Among the entries that follow, how many lines contain the string "clap"? Write the number alone.

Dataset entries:
[Start of Attachment]

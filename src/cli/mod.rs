pub mod categories;
pub mod headers;
pub mod import;
pub mod init;
pub mod preview;
pub mod status;

use std::path::PathBuf;

use clap::{Args, Parser, Subcommand};

use extracto::error::Result;
use extracto::importer::{ImportReport, ImportSession};
use extracto::mapping::ColumnMapping;
use extracto::settings::{load_settings, Settings};

#[derive(Parser)]
#[command(
    name = "extracto",
    version,
    about = "Turn bank-statement spreadsheets into normalized income/expense transactions."
)]
pub struct Cli {
    /// Log pipeline decisions to stderr (-v debug, -vv trace).
    #[arg(short, long, action = clap::ArgAction::Count, global = true)]
    pub verbose: u8,

    /// Category dictionary JSON to use instead of the configured one.
    #[arg(long, global = true)]
    pub dictionary: Option<PathBuf>,

    #[command(subcommand)]
    pub command: Commands,
}

#[derive(Subcommand)]
pub enum Commands {
    /// Choose a data directory and create the ledger database.
    Init {
        /// Path for extracto data (default: ~/Documents/extracto)
        #[arg(long = "data-dir")]
        data_dir: Option<String>,
    },
    /// Show the detected header row, its columns and the document year.
    Headers {
        #[command(flatten)]
        source: SourceArgs,
        /// Print JSON instead of a table
        #[arg(long)]
        json: bool,
    },
    /// Normalize a file and print the candidate transactions without saving.
    Preview {
        #[command(flatten)]
        source: SourceArgs,
        #[command(flatten)]
        mapping: MappingArgs,
        /// Print JSON instead of a table
        #[arg(long)]
        json: bool,
    },
    /// Normalize a file and store the candidates in the ledger.
    Import {
        #[command(flatten)]
        source: SourceArgs,
        #[command(flatten)]
        mapping: MappingArgs,
        /// Ledger database (default: <data-dir>/extracto.db)
        #[arg(long)]
        db: Option<PathBuf>,
    },
    /// List the category taxonomy and its keywords.
    Categories {
        /// Print the dictionary as JSON (loadable with --dictionary)
        #[arg(long)]
        json: bool,
    },
    /// Categorize a single description.
    Categorize {
        /// Description text, e.g. "Pago en Rappi domicilios"
        text: String,
        /// Treat TEXT as a category label to normalize instead
        #[arg(long)]
        label: bool,
    },
    /// Show the configuration and ledger totals.
    Status,
}

#[derive(Args)]
pub struct SourceArgs {
    /// CSV, XLSX, XLS or ODS file
    pub file: PathBuf,
    /// Sheet to read (default: the first one)
    #[arg(long)]
    pub sheet: Option<String>,
    /// How many top rows to search for the header row
    #[arg(long = "scan-rows")]
    pub scan_rows: Option<usize>,
}

#[derive(Args)]
pub struct MappingArgs {
    /// Header of the date column
    #[arg(long)]
    pub date: String,
    /// Header of the description column
    #[arg(long)]
    pub description: String,
    /// Header of the amount column
    #[arg(long)]
    pub amount: String,
    /// Header of a category column
    #[arg(long)]
    pub category: Option<String>,
    /// Header of a transaction type column (e.g. "Abono"/"Compra")
    #[arg(long = "type")]
    pub kind: Option<String>,
    /// Year for dates written without one (default: inferred from the sheet)
    #[arg(long)]
    pub year: Option<i32>,
}

impl MappingArgs {
    pub fn column_mapping(&self) -> ColumnMapping {
        let mut mapping = ColumnMapping::new(&self.date, &self.description, &self.amount);
        if let Some(category) = &self.category {
            mapping = mapping.with_category(category);
        }
        if let Some(kind) = &self.kind {
            mapping = mapping.with_type(kind);
        }
        mapping
    }
}

pub(crate) fn open_session(source: &SourceArgs, settings: &Settings) -> Result<ImportSession> {
    let max_scan = source.scan_rows.unwrap_or(settings.header_scan_rows);
    ImportSession::open(&source.file, source.sheet.as_deref(), max_scan)
}

/// Run the whole pipeline for `preview` and `import`.
pub(crate) fn build_report(
    source: &SourceArgs,
    mapping: &MappingArgs,
    dictionary: Option<&std::path::Path>,
) -> Result<ImportReport> {
    let settings = load_settings();
    let dict = settings.dictionary(dictionary)?;
    let mut session = open_session(source, &settings)?;
    if let Some(year) = mapping.year {
        session = session.with_document_year(year);
    }
    session.normalize(&mapping.column_mapping(), &dict)
}

pub(crate) fn print_report_summary(report: &ImportReport) {
    println!(
        "{} rows read, {} candidates, {} rejected, {} duplicates in file",
        report.rows_read,
        report.candidates.len(),
        report.rejected_total(),
        report.duplicates
    );
    if !report.rejected.is_empty() {
        let reasons: Vec<String> = report
            .rejected
            .iter()
            .map(|(reason, count)| format!("{reason}: {count}"))
            .collect();
        println!("  rejected by field: {}", reasons.join(", "));
    }
}
use thiserror::Error;

#[derive(Error, Debug)]
pub enum ExtractoError {
    #[error("Database error: {0}")]
    Db(#[from] rusqlite::Error),

    #[error("IO error: {0}")]
    Io(#[from] std::io::Error),

    #[error("CSV error: {0}")]
    Csv(#[from] csv::Error),

    #[error("JSON error: {0}")]
    Json(#[from] serde_json::Error),

    #[cfg(feature = "xlsx")]
    #[error("Spreadsheet error: {0}")]
    Spreadsheet(#[from] calamine::Error),

    #[error("Could not read file: {0}")]
    UnreadableFile(String),

    #[error("Unsupported file type: {0}")]
    UnsupportedFile(String),

    #[error("Unknown sheet: {0}")]
    UnknownSheet(String),

    #[error("The file appears to be empty")]
    EmptySheet,

    #[error("Column '{column}' not found (mapped to {field})")]
    UnknownColumn { field: &'static str, column: String },

    #[error("Settings error: {0}")]
    Settings(String),

    #[error("{0}")]
    Other(String),
}

pub type Result<T> = std::result::Result<T, ExtractoError>;

/// Why a single cell could not be turned into a field value.
#[derive(Error, Debug, Clone, PartialEq)]
pub enum ParseError {
    #[error("empty value")]
    Empty,

    #[error("not a number: {0:?}")]
    Amount(String),

    #[error("not a date: {0:?}")]
    Date(String),
}
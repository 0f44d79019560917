use std::collections::HashSet;

use crate::models::CandidateTransaction;

/// Identity of a candidate within one import batch.
pub fn dedupe_key(txn: &CandidateTransaction) -> String {
    format!("{}|{}|{}|{}", txn.date, txn.description, txn.amount, txn.kind)
}

/// Drop candidates whose key was already seen, keeping the first occurrence
/// and the original order.
pub fn dedupe(candidates: Vec<CandidateTransaction>) -> Vec<CandidateTransaction> {
    let mut seen = HashSet::with_capacity(candidates.len());
    candidates
        .into_iter()
        .filter(|txn| seen.insert(dedupe_key(txn)))
        .collect()
}

#[cfg(test)]
mod tests {
    use super::*;
    use crate::models::TxnType;

    fn txn(date: &str, description: &str, amount: f64, kind: TxnType) -> CandidateTransaction {
        CandidateTransaction {
            description: description.to_string(),
            amount,
            date: date.to_string(),
            kind,
            category: "Otros".to_string(),
        }
    }

    #[test]
    fn test_first_occurrence_wins_and_order_is_kept() {
        let a = txn("2024-01-01", "A", 10.0, TxnType::Expense);
        let b = txn("2024-01-02", "B", 20.0, TxnType::Expense);
        let mut a_dup = a.clone();
        a_dup.category = "Mercado".to_string();
        let c = txn("2024-01-03", "C", 30.0, TxnType::Income);

        let out = dedupe(vec![a.clone(), b.clone(), a_dup, c.clone()]);
        assert_eq!(out, vec![a, b, c]);
    }

    #[test]
    fn test_type_is_part_of_the_key() {
        let out = dedupe(vec![
            txn("2024-01-01", "Ajuste", 10.0, TxnType::Expense),
            txn("2024-01-01", "Ajuste", 10.0, TxnType::Income),
        ]);
        assert_eq!(out.len(), 2);
    }

    #[test]
    fn test_idempotent() {
        let batch = vec![
            txn("2024-01-01", "A", 10.0, TxnType::Expense),
            txn("2024-01-01", "A", 10.0, TxnType::Expense),
            txn("2024-01-01", "A", 10.5, TxnType::Expense),
        ];
        let once = dedupe(batch);
        let twice = dedupe(once.clone());
        assert_eq!(once.len(), 2);
        assert_eq!(once, twice);
    }

    #[test]
    fn test_empty_batch() {
        assert!(dedupe(Vec::new()).is_empty());
    }
}
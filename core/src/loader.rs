//! Dictionary loading.
//!
//! Raw sources are line-oriented `key=value` text. Parsing is tolerant: blank
//! lines are ignored, and lines without `=` or with an empty key are skipped
//! and counted. Validation belongs to the sanitizer that prepares the files.
//!
//! [`DictionaryLoader::load_all`] fetches and parses the three sources (names,
//! phrases, phonetic substitutions) concurrently, waits for all of them, and
//! then builds the tables in a fixed order. A failed source leaves its table
//! empty and does not affect the other two.

use crate::dictionary::Dictionary;
use crate::error::{Error, Result};
use crate::source::{CachedSource, DictionarySource};
use crate::trie::Trie;
use crate::{utils, Config, DuplicatePolicy};
use ahash::AHashMap;
use std::fmt;
use std::thread::ScopedJoinHandle;
use tracing::{debug, info, warn};

/// Split one dictionary line into a trimmed `(key, value)` pair.
///
/// Splits on the first `=` only, so values may contain `=`. Returns `None`
/// for blank lines, lines without `=`, and empty keys. Empty values are kept.
pub fn parse_line(line: &str) -> Option<(&str, &str)> {
    let (key, value) = line.split_once('=')?;
    let key = key.trim();
    if key.is_empty() {
        return None;
    }
    Some((key, value.trim()))
}

/// Counts for one parsed source.
#[derive(Debug, Clone, Copy, Default, PartialEq, Eq)]
pub struct SourceStats {
    /// Pairs handed to the callback.
    pub entries: usize,
    /// Non-blank lines that did not parse.
    pub skipped: usize,
}

/// Feed every well-formed pair of `content` to `on_pair`, in file order.
pub fn load_source<F>(content: &str, mut on_pair: F) -> SourceStats
where
    F: FnMut(&str, &str),
{
    let mut stats = SourceStats::default();
    for line in content.lines() {
        if line.trim().is_empty() {
            continue;
        }
        match parse_line(line) {
            Some((key, value)) => {
                on_pair(key, value);
                stats.entries += 1;
            }
            None => stats.skipped += 1,
        }
    }
    stats
}

/// Outcome of loading one source.
#[derive(Debug)]
pub enum SourceStatus {
    Loaded(SourceStats),
    /// The table stayed empty.
    Failed(Error),
    /// Tables were not loaded from sources (snapshot or handed in directly).
    Prebuilt,
}

impl SourceStatus {
    pub fn is_failed(&self) -> bool {
        matches!(self, SourceStatus::Failed(_))
    }
}

impl fmt::Display for SourceStatus {
    fn fmt(&self, f: &mut fmt::Formatter<'_>) -> fmt::Result {
        match self {
            SourceStatus::Loaded(s) => write!(f, "{} entries, {} skipped", s.entries, s.skipped),
            SourceStatus::Failed(e) => write!(f, "failed: {}", e),
            SourceStatus::Prebuilt => f.write_str("prebuilt"),
        }
    }
}

/// Per-source outcome of [`DictionaryLoader::load_all`].
#[derive(Debug)]
pub struct LoadReport {
    pub names: SourceStatus,
    pub phrases: SourceStatus,
    pub phonetic: SourceStatus,
}

impl LoadReport {
    pub(crate) fn prebuilt() -> Self {
        Self {
            names: SourceStatus::Prebuilt,
            phrases: SourceStatus::Prebuilt,
            phonetic: SourceStatus::Prebuilt,
        }
    }

    /// True when no source failed.
    pub fn is_complete(&self) -> bool {
        !self.names.is_failed() && !self.phrases.is_failed() && !self.phonetic.is_failed()
    }

    /// The errors of failed sources.
    pub fn failures(&self) -> Vec<&Error> {
        [&self.names, &self.phrases, &self.phonetic]
            .into_iter()
            .filter_map(|s| match s {
                SourceStatus::Failed(e) => Some(e),
                _ => None,
            })
            .collect()
    }
}

// Pairs collected off-thread, NFC-normalized.
#[derive(Debug)]
struct ParsedSource {
    pairs: Vec<(String, String)>,
    stats: SourceStats,
}

fn store(map: &mut AHashMap<String, String>, policy: DuplicatePolicy, key: &str, value: &str) {
    match policy {
        DuplicatePolicy::KeepFirst => {
            map.entry(key.to_string())
                .or_insert_with(|| value.to_string());
        }
        DuplicatePolicy::Overwrite => {
            map.insert(key.to_string(), value.to_string());
        }
    }
}

fn store_in_trie(trie: &mut Trie, policy: DuplicatePolicy, key: &str, value: &str) {
    match policy {
        DuplicatePolicy::KeepFirst => {
            trie.insert_if_absent(key, value);
        }
        DuplicatePolicy::Overwrite => trie.insert(key, value),
    }
}

/// Builds a [`Dictionary`] from a source provider.
///
/// The provider is wrapped in a [`CachedSource`] owned by the loader, so
/// repeated loads through the same loader fetch each identifier once. The
/// cache lives as long as the loader, not the [`Dictionary`] it returns;
/// dropping the loader drops the cached contents.
pub struct DictionaryLoader<S> {
    source: CachedSource<S>,
    config: Config,
}

impl<S: DictionarySource> DictionaryLoader<S> {
    pub fn new(source: S, config: Config) -> Self {
        Self {
            source: CachedSource::new(source),
            config,
        }
    }

    pub fn source(&self) -> &CachedSource<S> {
        &self.source
    }

    pub fn config(&self) -> &Config {
        &self.config
    }

    fn read_source(&self, id: &str) -> Result<ParsedSource> {
        let content = self.source.fetch_shared(id)?;
        let mut pairs = Vec::new();
        let stats = load_source(&content, |key, value| {
            pairs.push((utils::nfc(key), utils::nfc(value)));
        });
        debug!(
            source = id,
            entries = stats.entries,
            skipped = stats.skipped,
            "parsed dictionary source"
        );
        Ok(ParsedSource { pairs, stats })
    }

    /// Load all three sources and build the tables.
    ///
    /// Sources are fetched on separate threads; this returns only after every
    /// one of them has finished or failed.
    pub fn load_all(&self) -> Dictionary {
        let cfg = &self.config;
        let (names, phrases, phonetic) = std::thread::scope(|scope| {
            let names = scope.spawn(|| self.read_source(&cfg.names_source));
            let phrases = scope.spawn(|| self.read_source(&cfg.phrases_source));
            let phonetic = scope.spawn(|| self.read_source(&cfg.phonetic_source));

            (
                join_source(names, &cfg.names_source),
                join_source(phrases, &cfg.phrases_source),
                join_source(phonetic, &cfg.phonetic_source),
            )
        });

        let policy = cfg.duplicate_policy;
        let mut trie = Trie::new();
        let mut name_table = AHashMap::new();
        let mut phonetic_table = AHashMap::new();

        let names = settle(&cfg.names_source, names, |pairs| {
            for (key, value) in pairs {
                store(&mut name_table, policy, key, value);
                // names also go into the trie so segmentation can find them
                store_in_trie(&mut trie, policy, key, value);
            }
        });
        let phrases = settle(&cfg.phrases_source, phrases, |pairs| {
            for (key, value) in pairs {
                store_in_trie(&mut trie, policy, key, value);
            }
        });
        let phonetic = settle(&cfg.phonetic_source, phonetic, |pairs| {
            for (key, value) in pairs {
                store(&mut phonetic_table, policy, key, value);
            }
        });

        let report = LoadReport {
            names,
            phrases,
            phonetic,
        };
        info!(
            phrases = trie.len(),
            names = name_table.len(),
            phonetic = phonetic_table.len(),
            complete = report.is_complete(),
            "dictionary ready"
        );

        Dictionary::new(trie, name_table, phonetic_table, self.config.clone(), report)
    }
}

fn join_source(handle: ScopedJoinHandle<'_, Result<ParsedSource>>, id: &str) -> Result<ParsedSource> {
    handle
        .join()
        .unwrap_or_else(|_| Err(Error::unavailable(id, "loader thread panicked")))
}

fn settle<F>(id: &str, parsed: Result<ParsedSource>, build: F) -> SourceStatus
where
    F: FnOnce(&[(String, String)]),
{
    match parsed {
        Ok(parsed) => {
            build(&parsed.pairs);
            SourceStatus::Loaded(parsed.stats)
        }
        Err(e) => {
            warn!(source = id, error = %e, "dictionary source failed, table left empty");
            SourceStatus::Failed(e)
        }
    }
}
//! Chinese and full-width punctuation to Latin punctuation.
//!
//! Some marks expand to more than one character: sentence and clause
//! separators gain a trailing space so the following word does not stick to
//! them, and the ellipsis becomes three dots.

use phf::phf_map;

static PUNCTUATION: phf::Map<char, &'static str> = phf_map! {
    '。' => ". ",
    '，' => ", ",
    '、' => ", ",
    '；' => ";",
    '！' => "!",
    '？' => "?",
    '：' => ": ",
    '（' => "(",
    '）' => ")",
    '〔' => "[",
    '〕' => "]",
    '【' => "[",
    '】' => "]",
    '《' => "<",
    '》' => ">",
    '｛' => "{",
    '｝' => "}",
    '『' => "[",
    '』' => "]",
    '〈' => "<",
    '〉' => ">",
    '～' => "~",
    '—' => "-",
    '…' => "...",
    '〖' => "[",
    '〗' => "]",
    '〘' => "[",
    '〙' => "]",
    '〚' => "[",
    '〛' => "]",
    '\u{3000}' => " ",
};

/// Latin replacement for a single mark, if it has one.
pub fn latin_for(ch: char) -> Option<&'static str> {
    PUNCTUATION.get(&ch).copied()
}

/// Replace every mapped mark in `text`; everything else is copied through.
pub fn convert_punctuation(text: &str) -> String {
    let mut out = String::with_capacity(text.len());
    for ch in text.chars() {
        match latin_for(ch) {
            Some(latin) => out.push_str(latin),
            None => out.push(ch),
        }
    }
    out
}

#[cfg(test)]
mod tests {
    use super::*;

    #[test]
    fn test_sentence_end_gains_space() {
        assert_eq!(convert_punctuation("你好。"), "你好. ");
    }

    #[test]
    fn test_multi_character_expansions() {
        assert_eq!(convert_punctuation("等等…"), "等等...");
        assert_eq!(convert_punctuation("甲，乙、丙"), "甲, 乙, 丙");
    }

    #[test]
    fn test_brackets_and_ideographic_space() {
        assert_eq!(convert_punctuation("【书】《名》"), "[书]<名>");
        assert_eq!(convert_punctuation("一\u{3000}二"), "一 二");
    }

    #[test]
    fn test_unmapped_characters_pass_through() {
        assert_eq!(convert_punctuation("abc“引”"), "abc“引”");
        assert_eq!(latin_for('a'), None);
        assert_eq!(convert_punctuation(""), "");
    }
}
//! Dictionary file sanitizer.
//!
//! Prepares raw `key=value` files for the loader: normalizes the alternative
//! separator `|` to `/`, moves empty-valued entries to a separate rejects
//! list, drops degenerate pairs and keeps the first value for every key.

use std::collections::HashSet;
use std::fmt;

/// Why a line was dropped.
#[derive(Debug, Clone, Copy, PartialEq, Eq)]
pub enum Problem {
    NoSeparator,
    EmptyKey,
    /// Value is identical to the key.
    ValueIsKey,
    /// Lowercased value is identical to the key.
    LowercaseValueIsKey,
}

impl fmt::Display for Problem {
    fn fmt(&self, f: &mut fmt::Formatter<'_>) -> fmt::Result {
        let msg = match self {
            Problem::NoSeparator => "line has no '='",
            Problem::EmptyKey => "key is empty",
            Problem::ValueIsKey => "value equals key",
            Problem::LowercaseValueIsKey => "lowercased value equals key",
        };
        f.write_str(msg)
    }
}

/// A dropped line, 1-based.
#[derive(Debug, Clone, PartialEq, Eq)]
pub struct Rejected {
    pub line_no: usize,
    pub line: String,
    pub problem: Problem,
}

#[derive(Debug, Default)]
pub struct Sanitized {
    /// Clean `key=value` lines, first occurrence of each key.
    pub accepted: Vec<String>,
    /// `key=` lines whose value was empty.
    pub empty_values: Vec<String>,
    pub rejected: Vec<Rejected>,
    /// Later lines for a key already accepted.
    pub duplicates: usize,
}

impl Sanitized {
    pub fn accepted_text(&self) -> String {
        self.accepted.join("\n")
    }

    pub fn empty_values_text(&self) -> String {
        self.empty_values.join("\n")
    }
}

pub fn sanitize(content: &str) -> Sanitized {
    let mut out = Sanitized::default();
    let mut seen: HashSet<String> = HashSet::new();

    for (idx, line) in content.split('\n').enumerate() {
        if line.trim().is_empty() {
            continue;
        }
        let reject = |problem| Rejected {
            line_no: idx + 1,
            line: line.to_string(),
            problem,
        };

        let Some((key, value)) = line.split_once('=') else {
            out.rejected.push(reject(Problem::NoSeparator));
            continue;
        };
        let key = key.trim();
        let value = value.trim();
        let fixed = value.replace('|', "/");

        if key.is_empty() {
            out.rejected.push(reject(Problem::EmptyKey));
            continue;
        }
        if fixed.is_empty() {
            out.empty_values.push(format!("{}={}", key, value));
            continue;
        }
        if key == fixed {
            out.rejected.push(reject(Problem::ValueIsKey));
            continue;
        }
        if key == fixed.to_lowercase() {
            out.rejected.push(reject(Problem::LowercaseValueIsKey));
            continue;
        }

        if seen.insert(key.to_string()) {
            out.accepted.push(format!("{}={}", key, fixed));
        } else {
            out.duplicates += 1;
        }
    }

    out
}

#[cfg(test)]
mod tests {
    use super::*;

    #[test]
    fn test_accepts_and_rewrites_separator() {
        let s = sanitize("老五 = Lão Ngũ|Ngũ ca\n帅气=đẹp trai\n");
        assert_eq!(s.accepted, ["老五=Lão Ngũ/Ngũ ca", "帅气=đẹp trai"]);
        assert!(s.rejected.is_empty());
    }

    #[test]
    fn test_empty_values_go_to_rejects_list() {
        let s = sanitize("的=\n了=  \n");
        assert_eq!(s.empty_values, ["的=", "了="]);
        assert!(s.accepted.is_empty());
        assert_eq!(s.empty_values_text(), "的=\n了=");
    }

    #[test]
    fn test_degenerate_lines_are_reported() {
        let s = sanitize("no separator\n=orphan\nabc=abc\nabc=ABC\n");
        let problems: Vec<(usize, Problem)> =
            s.rejected.iter().map(|r| (r.line_no, r.problem)).collect();
        assert_eq!(
            problems,
            vec![
                (1, Problem::NoSeparator),
                (2, Problem::EmptyKey),
                (3, Problem::ValueIsKey),
                (4, Problem::LowercaseValueIsKey),
            ]
        );
        assert!(s.accepted.is_empty());
    }

    #[test]
    fn test_first_value_wins() {
        let s = sanitize("帅气=đẹp trai\n帅气=soái khí\n");
        assert_eq!(s.accepted_text(), "帅气=đẹp trai");
        assert_eq!(s.duplicates, 1);
    }

    #[test]
    fn test_blank_and_crlf_lines() {
        let s = sanitize("\r\n  \n你好=xin chào\r\n");
        assert_eq!(s.accepted, ["你好=xin chào"]);
        assert!(s.rejected.is_empty());
    }

    #[test]
    fn test_output_parses_back_through_loader() {
        let s = sanitize("老五=Lão Ngũ|Ngũ ca\nbad\n帅气=đẹp trai");
        let mut pairs = Vec::new();
        let stats = quicktrans_core::load_source(&s.accepted_text(), |k, v| {
            pairs.push((k.to_string(), v.to_string()))
        });
        assert_eq!(stats.skipped, 0);
        assert_eq!(pairs.len(), 2);
        assert_eq!(quicktrans_core::canonical(&pairs[0].1), "Lão Ngũ");
    }
}
//! Greedy longest-match segmentation over the phrase trie.
//!
//! At each position the trie is walked as far as the text allows and the
//! last complete entry seen wins. Without a match, a CJK ideograph becomes a
//! one-character token and any other text is gathered into a run that ends at
//! the next ideograph. The tokens partition the input: concatenated in order
//! they reproduce it exactly, and none is empty.

use crate::trie::Trie;

/// Whether `ch` is in the CJK Unified Ideographs block (U+4E00..=U+9FFF).
pub fn is_cjk(ch: char) -> bool {
    ('\u{4E00}'..='\u{9FFF}').contains(&ch)
}

#[derive(Debug, Clone, Copy, PartialEq, Eq)]
pub enum TokenKind {
    /// A complete dictionary entry.
    Phrase,
    /// A single ideograph with no dictionary entry starting at it.
    Ideograph,
    /// A run of non-ideograph text.
    Text,
    /// A line break, when line breaks are token boundaries.
    LineBreak,
}

/// A slice of the input with the reason it was cut there.
#[derive(Debug, Clone, Copy, PartialEq, Eq)]
pub struct Token<'a> {
    pub text: &'a str,
    pub kind: TokenKind,
}

/// Segmenter bound to a trie.
#[derive(Debug, Clone, Copy)]
pub struct Tokenizer<'t> {
    trie: &'t Trie,
    split_on_newline: bool,
}

impl<'t> Tokenizer<'t> {
    /// Tokenizer that treats line breaks as token boundaries.
    pub fn new(trie: &'t Trie) -> Self {
        Self {
            trie,
            split_on_newline: true,
        }
    }

    /// Choose whether `\n` is its own token and ends text runs.
    pub fn split_on_newline(mut self, on: bool) -> Self {
        self.split_on_newline = on;
        self
    }

    /// Segment `text` lazily.
    ///
    /// # Example
    /// ```
    /// use quicktrans_core::{Trie, Tokenizer};
    ///
    /// let mut trie = Trie::new();
    /// trie.insert("老五", "Lão Ngũ");
    /// trie.insert("帅气", "đẹp trai");
    ///
    /// let words: Vec<&str> = Tokenizer::new(&trie)
    ///     .tokenize("老五真帅气")
    ///     .map(|t| t.text)
    ///     .collect();
    /// assert_eq!(words, ["老五", "真", "帅气"]);
    /// ```
    pub fn tokenize<'a>(&self, text: &'a str) -> Tokens<'t, 'a> {
        let mut chars = Vec::with_capacity(text.len());
        let mut offsets = Vec::with_capacity(text.len() + 1);
        for (offset, ch) in text.char_indices() {
            chars.push(ch);
            offsets.push(offset);
        }
        offsets.push(text.len());

        Tokens {
            trie: self.trie,
            split_on_newline: self.split_on_newline,
            text,
            chars,
            offsets,
            pos: 0,
        }
    }
}

/// Iterator over the tokens of one input. Not restartable.
#[derive(Debug)]
pub struct Tokens<'t, 'a> {
    trie: &'t Trie,
    split_on_newline: bool,
    text: &'a str,
    chars: Vec<char>,
    // byte offset of every char, plus text.len() at the end
    offsets: Vec<usize>,
    pos: usize,
}

impl<'t, 'a> Tokens<'t, 'a> {
    fn is_boundary(&self, ch: char) -> bool {
        is_cjk(ch) || (self.split_on_newline && ch == '\n')
    }

    fn slice(&self, start: usize, end: usize) -> &'a str {
        &self.text[self.offsets[start]..self.offsets[end]]
    }
}

impl<'t, 'a> Iterator for Tokens<'t, 'a> {
    type Item = Token<'a>;

    fn next(&mut self) -> Option<Self::Item> {
        let start = self.pos;
        let ch = *self.chars.get(start)?;

        let (end, kind) = if let Some(end) = self.trie.longest_prefix(&self.chars, start) {
            (end, TokenKind::Phrase)
        } else if is_cjk(ch) {
            (start + 1, TokenKind::Ideograph)
        } else if self.split_on_newline && ch == '\n' {
            (start + 1, TokenKind::LineBreak)
        } else {
            let mut end = start + 1;
            while end < self.chars.len() && !self.is_boundary(self.chars[end]) {
                end += 1;
            }
            (end, TokenKind::Text)
        };

        self.pos = end;
        Some(Token {
            text: self.slice(start, end),
            kind,
        })
    }

    fn size_hint(&self) -> (usize, Option<usize>) {
        let remaining = self.chars.len() - self.pos;
        ((remaining > 0) as usize, Some(remaining))
    }
}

[End of Attachment]

▸ RESULT OF THE EXERCISE: 2